» Working data
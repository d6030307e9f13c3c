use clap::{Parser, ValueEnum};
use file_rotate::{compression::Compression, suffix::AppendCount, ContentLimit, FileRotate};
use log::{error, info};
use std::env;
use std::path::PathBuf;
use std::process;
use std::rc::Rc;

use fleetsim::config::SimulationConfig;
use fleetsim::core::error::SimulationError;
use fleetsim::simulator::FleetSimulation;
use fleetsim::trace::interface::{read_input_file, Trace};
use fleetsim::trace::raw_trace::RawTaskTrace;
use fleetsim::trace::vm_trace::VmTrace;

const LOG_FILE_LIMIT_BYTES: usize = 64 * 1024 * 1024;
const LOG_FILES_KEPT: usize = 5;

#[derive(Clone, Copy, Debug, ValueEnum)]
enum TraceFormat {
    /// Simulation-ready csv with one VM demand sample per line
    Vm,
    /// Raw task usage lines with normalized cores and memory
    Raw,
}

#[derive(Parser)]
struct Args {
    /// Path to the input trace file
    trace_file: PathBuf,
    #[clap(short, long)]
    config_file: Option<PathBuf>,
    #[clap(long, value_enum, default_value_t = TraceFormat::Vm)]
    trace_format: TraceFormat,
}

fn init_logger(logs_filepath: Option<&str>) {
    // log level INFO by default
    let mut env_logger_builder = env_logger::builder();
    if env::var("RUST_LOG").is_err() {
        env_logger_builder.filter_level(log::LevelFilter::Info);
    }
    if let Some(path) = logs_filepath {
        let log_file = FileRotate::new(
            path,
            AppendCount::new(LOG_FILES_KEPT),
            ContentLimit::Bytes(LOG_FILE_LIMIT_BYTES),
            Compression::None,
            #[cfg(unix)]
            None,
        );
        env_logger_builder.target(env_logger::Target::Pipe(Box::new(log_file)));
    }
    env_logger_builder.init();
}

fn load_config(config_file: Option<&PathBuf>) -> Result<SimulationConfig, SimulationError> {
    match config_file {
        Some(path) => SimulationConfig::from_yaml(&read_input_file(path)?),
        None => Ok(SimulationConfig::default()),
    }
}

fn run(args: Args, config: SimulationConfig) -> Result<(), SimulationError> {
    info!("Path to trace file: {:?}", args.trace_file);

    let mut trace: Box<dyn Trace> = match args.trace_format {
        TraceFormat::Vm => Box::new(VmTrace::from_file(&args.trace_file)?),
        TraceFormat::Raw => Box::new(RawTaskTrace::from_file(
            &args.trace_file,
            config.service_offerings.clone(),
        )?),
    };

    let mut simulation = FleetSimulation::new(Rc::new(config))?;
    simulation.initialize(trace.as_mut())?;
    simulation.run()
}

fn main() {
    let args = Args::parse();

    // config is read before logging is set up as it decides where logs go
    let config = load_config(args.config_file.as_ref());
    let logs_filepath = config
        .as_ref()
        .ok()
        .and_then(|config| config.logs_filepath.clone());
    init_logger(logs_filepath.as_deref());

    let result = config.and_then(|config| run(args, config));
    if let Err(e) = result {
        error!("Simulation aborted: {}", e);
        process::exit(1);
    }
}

» Exercise directions
How many lines in the records hold the string "FleetSimulation"? Reply with the number alone.

» Response
2